A German company has switched on what it calls the world's first approved swarm power plant, a cluster of small underwater turbines anchored in the Rhine that pull electricity straight from the river's current. The operator, Energy Miner, calls each turbine an energy fish, and the plan is to grow the swarm in this stretch of river to 124 of them. The appeal is twofold. The system produces base-load power, meaning it generates electricity continuously rather than only when the sun shines or the wind blows, and the company puts the price at around 8 cents per kilowatt hour. That figure is what makes this more than a science project. It sits right alongside wind and solar, which is rare for a new generation technology making its first real-world appearance.
To see why this matters, it helps to know where hydropower sits today. Around 15 percent of the world's electricity already comes from hydro, and one estimate puts the global potential of flowing water at roughly 5.42 petawatt hours a year, close to a fifth of total demand, even after excluding sites that are ecologically or economically unworkable. The catch has always been that big hydro means dams, and the easy dam sites in countries like Germany and the United States are largely used up. The energy fish is interesting precisely because it avoids that ceiling. It needs no dam and reportedly no concrete foundations, which opens up rivers that could never host a conventional plant. On cost, the video lays out the comparison plainly: large solar farms run about 4 to 7 cents per kilowatt hour and rooftop solar lands around 6 to 14 cents, so the river turbines are in the same neighborhood. Energy Miner also leans on a set of environmental selling points. The turbines need no dam, so they do not block fish migration the way a barrage does, grills keep larger fish out while smaller ones pass through the slow-spinning rotors, and roughly 90 percent of each unit sits underwater, which keeps the swarm nearly invisible from the bank.

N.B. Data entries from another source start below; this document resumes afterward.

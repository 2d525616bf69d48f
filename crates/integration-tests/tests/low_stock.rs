//! Low-stock update job against a stubbed Query/Mutation Service.

use wiremock::matchers::{method, path};
use wiremock::{Mock, MockServer, ResponseTemplate};

use crm_core::ProductId;
use crm_jobs::jobs::low_stock::{self, LowStockOutcome};
use crm_jobs::{CrmClient, JobLog};

async fn stub_mutation(body: serde_json::Value) -> MockServer {
    let server = MockServer::start().await;
    Mock::given(method("POST"))
        .and(path("/graphql"))
        .respond_with(ResponseTemplate::new(200).set_body_json(body))
        .mount(&server)
        .await;
    server
}

fn setup(server: &MockServer) -> (tempfile::TempDir, JobLog, CrmClient) {
    let dir = tempfile::tempdir().expect("tempdir");
    let log = JobLog::in_dir(dir.path(), low_stock::LOG_FILE);
    let client = CrmClient::new(format!("{}/graphql", server.uri()));
    (dir, log, client)
}

#[tokio::test]
async fn restocked_products_get_one_line_each() {
    let server = stub_mutation(serde_json::json!({
        "data": {
            "updateLowStockProducts": {
                "success": true,
                "message": "Updated 2 products",
                "updatedProducts": [
                    { "id": "1", "name": "Laptop", "price": "999.99", "stock": 15 },
                    { "id": "4", "name": "Monitor", "price": "299.99", "stock": 13 }
                ]
            }
        }
    }))
    .await;
    let (_dir, log, client) = setup(&server);

    let outcome = low_stock::run(&client, &log).await.expect("job run");
    let LowStockOutcome::Updated(products) = outcome else {
        panic!("expected an updated batch");
    };
    assert_eq!(products.len(), 2);
    assert_eq!(products[0].id, ProductId::new(1));
    assert_eq!(products[0].stock, 15);

    let contents = std::fs::read_to_string(log.path()).expect("read log");
    let lines: Vec<&str> = contents.lines().collect();
    assert_eq!(lines.len(), 3);
    assert!(lines[0].ends_with("- Low stock update executed"));
    assert!(lines[1].ends_with("- Updated product: Laptop, new stock: 15"));
    assert!(lines[2].ends_with("- Updated product: Monitor, new stock: 13"));
}

#[tokio::test]
async fn empty_batch_is_recorded_explicitly() {
    let server = stub_mutation(serde_json::json!({
        "data": {
            "updateLowStockProducts": {
                "success": true,
                "message": "Updated 0 products",
                "updatedProducts": []
            }
        }
    }))
    .await;
    let (_dir, log, client) = setup(&server);

    let outcome = low_stock::run(&client, &log).await.expect("job run");
    assert_eq!(outcome, LowStockOutcome::NoneFound);

    let contents = std::fs::read_to_string(log.path()).expect("read log");
    let lines: Vec<&str> = contents.lines().collect();
    assert_eq!(lines.len(), 2);
    assert!(lines[0].ends_with("- Low stock update executed"));
    assert!(lines[1].ends_with("- No low stock products found to update"));
}

#[tokio::test]
async fn rejected_mutation_is_a_failed_outcome_not_an_error() {
    let server = stub_mutation(serde_json::json!({
        "data": {
            "updateLowStockProducts": {
                "success": false,
                "message": "inventory is locked",
                "updatedProducts": []
            }
        }
    }))
    .await;
    let (_dir, log, client) = setup(&server);

    let outcome = low_stock::run(&client, &log).await.expect("job run");
    assert_eq!(
        outcome,
        LowStockOutcome::Failed("inventory is locked".to_owned())
    );

    let contents = std::fs::read_to_string(log.path()).expect("read log");
    assert_eq!(contents.lines().count(), 1);
    assert!(contents.contains("- Mutation failed: inventory is locked"));
}

#[tokio::test]
async fn server_error_is_swallowed_into_a_log_line() {
    let server = MockServer::start().await;
    Mock::given(method("POST"))
        .and(path("/graphql"))
        .respond_with(ResponseTemplate::new(503))
        .mount(&server)
        .await;
    let (_dir, log, client) = setup(&server);

    let outcome = low_stock::run(&client, &log).await.expect("job run");
    let LowStockOutcome::Failed(reason) = outcome else {
        panic!("expected a failed outcome");
    };
    assert!(reason.contains("503"), "got: {reason}");

    let contents = std::fs::read_to_string(log.path()).expect("read log");
    assert!(contents.contains("- Error updating low stock:"));
}
//! CRM CLI - job invocation and management tools.
//!
//! The external scheduler (cron, systemd timers, a task-queue worker)
//! drives the periodic jobs by invoking `crm run-job <name>` on each
//! tick; this binary is only the adapter, not a scheduler.
//!
//! # Usage
//!
//! ```bash
//! # Invoked by the scheduler
//! crm run-job heartbeat
//! crm run-job low-stock
//! crm run-job order-reminders
//! crm run-job weekly-report
//! crm run-job cleanup
//!
//! # Management commands
//! crm cleanup-customers
//! crm create-sample-data
//! crm migrate
//! ```
//!
//! A typical crontab:
//!
//! ```text
//! */5 * * * *  crm run-job heartbeat
//! 0 */12 * * * crm run-job low-stock
//! 0 8 * * *    crm run-job order-reminders
//! 0 6 * * 1    crm run-job weekly-report
//! 0 2 * * 0    crm run-job cleanup
//! ```

#![cfg_attr(not(test), forbid(unsafe_code))]

use clap::{Parser, Subcommand};

use crm_jobs::CrmConfig;

mod commands;

use commands::run::JobName;

#[derive(Parser)]
#[command(name = "crm")]
#[command(author, version, about = "CRM job runner CLI")]
struct Cli {
    #[command(subcommand)]
    command: Commands,
}

#[derive(Subcommand)]
enum Commands {
    /// Run one periodic job to completion (scheduler entry point)
    RunJob {
        /// Which job to run
        #[arg(value_enum)]
        job: JobName,
    },
    /// Delete customers with no orders in the last year
    CleanupCustomers,
    /// Populate the store with sample customers, products, and orders
    CreateSampleData,
    /// Run database migrations
    Migrate,
}

#[tokio::main]
async fn main() {
    // Environment and tracing are initialized exactly once, before any
    // job runs; jobs themselves receive ready-made handles.
    dotenvy::dotenv().ok();
    tracing_subscriber::fmt::init();

    let cli = Cli::parse();

    let result: Result<(), Box<dyn std::error::Error>> = run(cli).await;

    if let Err(e) = result {
        tracing::error!("Command failed: {e}");
        std::process::exit(1);
    }
}

async fn run(cli: Cli) -> Result<(), Box<dyn std::error::Error>> {
    let config = CrmConfig::from_env();

    match cli.command {
        Commands::RunJob { job } => commands::run::job(job, &config).await?,
        Commands::CleanupCustomers => commands::cleanup::run(&config).await?,
        Commands::CreateSampleData => commands::seed::run(&config).await?,
        Commands::Migrate => commands::migrate::run(&config).await?,
    }
    Ok(())
}
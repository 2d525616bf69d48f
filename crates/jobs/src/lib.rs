//! CRM periodic job runner.
//!
//! Five independent, stateless jobs over a CRM backend: heartbeat
//! logging, low-stock restocking, inactive-customer cleanup, order
//! reminders, and weekly reporting. Scheduling is external (cron, a
//! systemd timer, a task queue) and out of scope; this crate only
//! provides the job entry points and their contracts.
//!
//! # Modules
//!
//! - [`config`] - environment-driven configuration
//! - [`graphql`] - client for the external Query/Mutation Service
//! - [`db`] - direct store access (cleanup, seeding)
//! - [`joblog`] - append-only per-job result logs
//! - [`jobs`] - the five job entry points
//!
//! # Invocation contract
//!
//! The external scheduler initializes once (env, tracing, config) and
//! then calls one job per tick. Jobs take already-built handles - a
//! [`graphql::CrmClient`] or a `PgPool` - plus the [`joblog::JobLog`]
//! they should append to, and return typed outcomes; the scheduler
//! adapter decides what is fatal.

#![cfg_attr(not(test), forbid(unsafe_code))]

pub mod config;
pub mod db;
pub mod graphql;
pub mod joblog;
pub mod jobs;

pub use config::CrmConfig;
pub use graphql::{CrmClient, CrmError};
pub use joblog::JobLog;
//! Client-facing views over the service's response data.

use chrono::{DateTime, Utc};
use crm_core::{Email, OrderId, Product};

/// Aggregate CRM statistics for the weekly report.
#[derive(Debug, Clone, Copy, PartialEq)]
pub struct CrmStats {
    /// Total number of customers.
    pub total_customers: i64,
    /// Total number of orders.
    pub total_orders: i64,
    /// Sum of all order totals; 0.0 when there are no orders.
    pub total_revenue: f64,
}

/// A recent order resolved with its customer's email, ready for a
/// reminder line.
#[derive(Debug, Clone, PartialEq, Eq)]
pub struct OrderReminder {
    /// The order to remind about.
    pub order_id: OrderId,
    /// Where the reminder would go.
    pub customer_email: Email,
    /// When the order was placed.
    pub order_date: DateTime<Utc>,
}

/// Result of the `updateLowStockProducts` mutation.
///
/// `success` is the service's own verdict; a `false` here arrives with a
/// 200 status and must be treated as a failed batch.
#[derive(Debug, Clone, PartialEq, Eq)]
pub struct LowStockUpdate {
    /// Whether the service applied the batch.
    pub success: bool,
    /// Service-provided summary, e.g. `Updated 3 products`.
    pub message: String,
    /// Every product the mutation restocked, with new stock levels.
    pub updated_products: Vec<Product>,
}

Each energy fish works like an underwater wind turbine, using the same lift principle a wing relies on, with the current spinning a rotor that drives a generator. A unit weighs about 80 kilograms and measures roughly 2.8 by 2.4 by 1.4 metres, and it needs at least a metre of water depth and a flow of at least 1 metre per second, with peak output at 2.5 metres per second. Three turbines are running so far, and the company says 100 of them should produce about 1.5 gigawatt hours a year. The host does not skip the caveats. The studies on fish safety lean on lab and modelling work rather than direct field measurement at the plant, turbine noise has no published data yet, and the turbines do slow the river slightly, which is itself a change to the ecosystem. He also flags that drought could cut output, as low rivers have already done to nuclear plants in France. Potential is the open question. Hydropower is considered close to tapped out across much of the West, yet the energy fish could open river stretches that conventional plants cannot touch. The flow has to cooperate, though. The Elbe, one of Germany's largest rivers, averages about 0.83 metres per second, below the threshold the turbines need, even if some faster sections would qualify.
Bottom line: This is the rare clean-energy story where the economics are not the weak point. Constant power at solar-competitive prices, with no dam and a small physical footprint, is a genuinely useful combination, especially for places with the right river flow and no room for more solar or wind. The honest limits are real: it only works where the current is fast enough, the fish and noise data needs proper field study, and droughts are a growing risk. But the worst case is a niche technology that quietly powers a handful of locations cheaply, and that is still a win. Watch whether Energy Miner can scale past a few turbines without the ecological numbers turning sour.